You see, until my trip to Dallas, I thought I knew about BBQ. We do it all the time at home. And we don't keep it for just the summer time, we BBQ year round. So I head to Dallas with a "show me" attitude that would put a Missourian to shame!! I mean, after all, we have BBQ'd all manner of meat, fish and vegetables. There was nothing I hadn't tried.

BBQ is so much a part of Texas that it's enshrined -- right up there with the two-step, ten gallon hats and longhorns. There are over 1300 BBQ "joints" -- yes, someone actually counted them -- and they range from road side shacks to full service restaurants with views.

And you can find BBQ everywhere. It's the quintessential fund-raiser and an integral part of Texas hospitality from family reunions to political fundraisers.
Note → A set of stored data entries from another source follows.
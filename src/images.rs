//! Image encoding helpers.
//!
//! Pure utility for turning rendered plot bytes into the base64 data URIs
//! the answer format expects. The size budget matches the limit quoted in
//! the code-generation prompt.

use base64::engine::general_purpose::STANDARD as BASE64;
use base64::Engine as _;

/// Maximum accepted length of an embedded plot data URI, in bytes.
pub const MAX_DATA_URI_BYTES: usize = 100_000;

/// Encodes raw image bytes as a `data:<mime>;base64,...` URI.
pub fn encode_image_data_uri(bytes: &[u8], mime: &str) -> String {
    format!("data:{mime};base64,{}", BASE64.encode(bytes))
}

/// Whether a data URI fits the embedded-plot size budget.
pub fn fits_data_uri_budget(data_uri: &str) -> bool {
    data_uri.len() <= MAX_DATA_URI_BYTES
}

#[cfg(test)]
mod tests {
    use super::*;

    #[test]
    fn test_encode_png_data_uri() {
        let uri = encode_image_data_uri(&[0x89, b'P', b'N', b'G'], "image/png");
        assert!(uri.starts_with("data:image/png;base64,"));
        assert!(uri.len() > "data:image/png;base64,".len());
    }

    #[test]
    fn test_budget_check() {
        assert!(fits_data_uri_budget("data:image/png;base64,AAAA"));
        let oversized = "x".repeat(MAX_DATA_URI_BYTES + 1);
        assert!(!fits_data_uri_budget(&oversized));
    }
}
So you know something this important to the lives of your average Texan is going to be fraught with controversy. Rumour has it there's a BBQ joint somewhere in Texas that has the following sign over its front door: "Bar-b-que, sex and death are subjects that provoke intense speculation in most Texans. Of the three, bar-b-cue is probably taken the most seriously." I never saw it myself, but I don't question local folk lore.
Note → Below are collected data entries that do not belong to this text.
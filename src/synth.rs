//! Rate-limited speech synthesis
//!
//! Wraps the Google Cloud text-to-speech REST API behind a trait seam so
//! tests can substitute a fake backend, and paces outbound requests with a
//! process-wide governor limiter.

use std::num::NonZeroU32;
use std::time::Duration;

use async_trait::async_trait;
use base64::Engine as _;
use governor::clock::{Clock, DefaultClock, ReasonablyRealtime};
use governor::middleware::NoOpMiddleware;
use governor::state::{InMemoryState, NotKeyed};
use governor::{Quota, RateLimiter};
use serde::{Deserialize, Serialize};

use crate::config::VoiceParams;
use crate::{Error, Result};

/// Synthesis endpoint for the Google Cloud TTS REST API
const SYNTHESIZE_URL: &str = "https://texttospeech.googleapis.com/v1/text:synthesize";

/// A backend that turns text into encoded WAV audio bytes
#[async_trait]
pub trait SpeechSynthesizer: Send + Sync {
    /// Synthesize speech for the given text
    ///
    /// # Errors
    ///
    /// Returns [`Error::Synthesis`] if the backend call fails. Failures are
    /// not retried here; the caller decides whether to skip or abort.
    async fn synthesize(&self, text: &str) -> Result<Vec<u8>>;
}

/// Google Cloud text-to-speech client
///
/// Voice parameters are fixed for the lifetime of the client; they are run
/// configuration, not per-call arguments. The API key may be absent at
/// construction: a run served entirely from cache never needs it, so the
/// missing credential only surfaces on the first actual synthesis call.
pub struct GoogleTts {
    client: reqwest::Client,
    api_key: Option<String>,
    voice: VoiceParams,
    sample_rate: u32,
}

#[derive(Serialize)]
#[serde(rename_all = "camelCase")]
struct SynthesizeRequest<'a> {
    input: SynthesisInput<'a>,
    voice: VoiceSelection<'a>,
    audio_config: AudioConfig,
}

#[derive(Serialize)]
struct SynthesisInput<'a> {
    text: &'a str,
}

#[derive(Serialize)]
#[serde(rename_all = "camelCase")]
struct VoiceSelection<'a> {
    language_code: &'a str,
    name: &'a str,
}

#[derive(Serialize)]
#[serde(rename_all = "camelCase")]
struct AudioConfig {
    audio_encoding: &'static str,
    speaking_rate: f64,
    pitch: f64,
    sample_rate_hertz: u32,
}

#[derive(Deserialize)]
#[serde(rename_all = "camelCase")]
struct SynthesizeResponse {
    audio_content: Option<String>,
}

impl GoogleTts {
    /// Create a new client
    ///
    /// # Errors
    ///
    /// Returns [`Error::Config`] if the HTTP client cannot be built.
    pub fn new(
        api_key: Option<String>,
        voice: VoiceParams,
        sample_rate: u32,
        timeout: Duration,
    ) -> Result<Self> {
        let api_key = api_key
            .map(|k| k.trim().to_string())
            .filter(|k| !k.is_empty());

        let client = reqwest::Client::builder()
            .timeout(timeout)
            .build()
            .map_err(|e| Error::Config(e.to_string()))?;

        Ok(Self {
            client,
            api_key,
            voice,
            sample_rate,
        })
    }
}

#[async_trait]
impl SpeechSynthesizer for GoogleTts {
    async fn synthesize(&self, text: &str) -> Result<Vec<u8>> {
        let api_key = self.api_key.as_deref().ok_or_else(|| {
            Error::Config(format!(
                "no synthesis API key: set {} or place a {} file in the project directory",
                crate::config::API_KEY_ENV,
                crate::config::API_KEY_FILE,
            ))
        })?;

        let request = SynthesizeRequest {
            input: SynthesisInput { text },
            voice: VoiceSelection {
                language_code: &self.voice.language_code,
                name: &self.voice.voice_name,
            },
            audio_config: AudioConfig {
                audio_encoding: "LINEAR16",
                speaking_rate: self.voice.speaking_rate,
                pitch: self.voice.pitch,
                sample_rate_hertz: self.sample_rate,
            },
        };

        let response = self
            .client
            .post(SYNTHESIZE_URL)
            .query(&[("key", api_key)])
            .json(&request)
            .send()
            .await
            .map_err(|e| Error::Synthesis(e.to_string()))?;

        if !response.status().is_success() {
            let status = response.status();
            let body = response.text().await.unwrap_or_default();
            return Err(Error::Synthesis(format!("TTS error {status}: {body}")));
        }

        let payload: SynthesizeResponse = response
            .json()
            .await
            .map_err(|e| Error::Synthesis(e.to_string()))?;

        let encoded = payload
            .audio_content
            .ok_or_else(|| Error::Synthesis("response carried no audio content".to_string()))?;

        base64::engine::general_purpose::STANDARD
            .decode(encoded)
            .map_err(|e| Error::Synthesis(format!("audio content is not valid base64: {e}")))
    }
}

/// Process-wide request pacer enforcing a minimum inter-request interval
///
/// Built from a queries-per-minute ceiling with burst capacity 1, so two
/// consecutive grants are always at least `60 / qpm` seconds apart. The
/// clock is a type parameter so tests can drive a
/// [`governor::clock::FakeRelativeClock`].
pub struct RequestPacer<C: Clock = DefaultClock> {
    limiter: RateLimiter<NotKeyed, InMemoryState, C, NoOpMiddleware<C::Instant>>,
}

/// Quota with burst 1 for the given queries-per-minute ceiling
fn interval_quota(queries_per_minute: u32) -> Quota {
    let qpm = NonZeroU32::new(queries_per_minute).unwrap_or(NonZeroU32::MIN);
    let period = Duration::from_secs_f64(60.0 / f64::from(qpm.get()));
    Quota::with_period(period).unwrap_or_else(|| Quota::per_minute(qpm))
}

impl RequestPacer<DefaultClock> {
    /// Create a pacer on the system clock
    #[must_use]
    pub fn new(queries_per_minute: u32) -> Self {
        Self {
            limiter: RateLimiter::direct(interval_quota(queries_per_minute)),
        }
    }
}

impl<C: Clock> RequestPacer<C> {
    /// Create a pacer on an explicit clock (used by tests)
    #[must_use]
    pub fn with_clock(queries_per_minute: u32, clock: C) -> Self {
        Self {
            limiter: RateLimiter::direct_with_clock(interval_quota(queries_per_minute), clock),
        }
    }

    /// Non-blocking grant check; `false` means the interval has not elapsed
    #[must_use]
    pub fn try_acquire(&self) -> bool {
        self.limiter.check().is_ok()
    }
}

impl<C: Clock + ReasonablyRealtime> RequestPacer<C> {
    /// Wait until the next request may be sent
    pub async fn acquire(&self) {
        self.limiter.until_ready().await;
    }
}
One of the first things you discover about BBQ in Texas is that they don't mean the kind of BBQ we do up North. They call that grilling and while they don't actually say it's for the faint of heart, well, you can draw your own conclusions. To be called true bar-be-cue, the meat must be slow cooked in a cooker that closes, holding in the smoke that is the essence of bar-be-cue flavour. And, barbecuing is a long slow process, sometimes taking as much as 24 hours.

The secret recipes for "the best bar-be-cue" are guarded more closely than most countries guard their national treasures. And rightly so, having had some of the "best" in Dallas, I am hooked!!

Most recipes call for slow cooking over some kind of wood chips, usually hickory or mesquite, although pecan and oak are also favourites. The meat is rubbed with dry spices and then basted with a bar-be-cue sauce that ranges in flavour from sweet to spicy.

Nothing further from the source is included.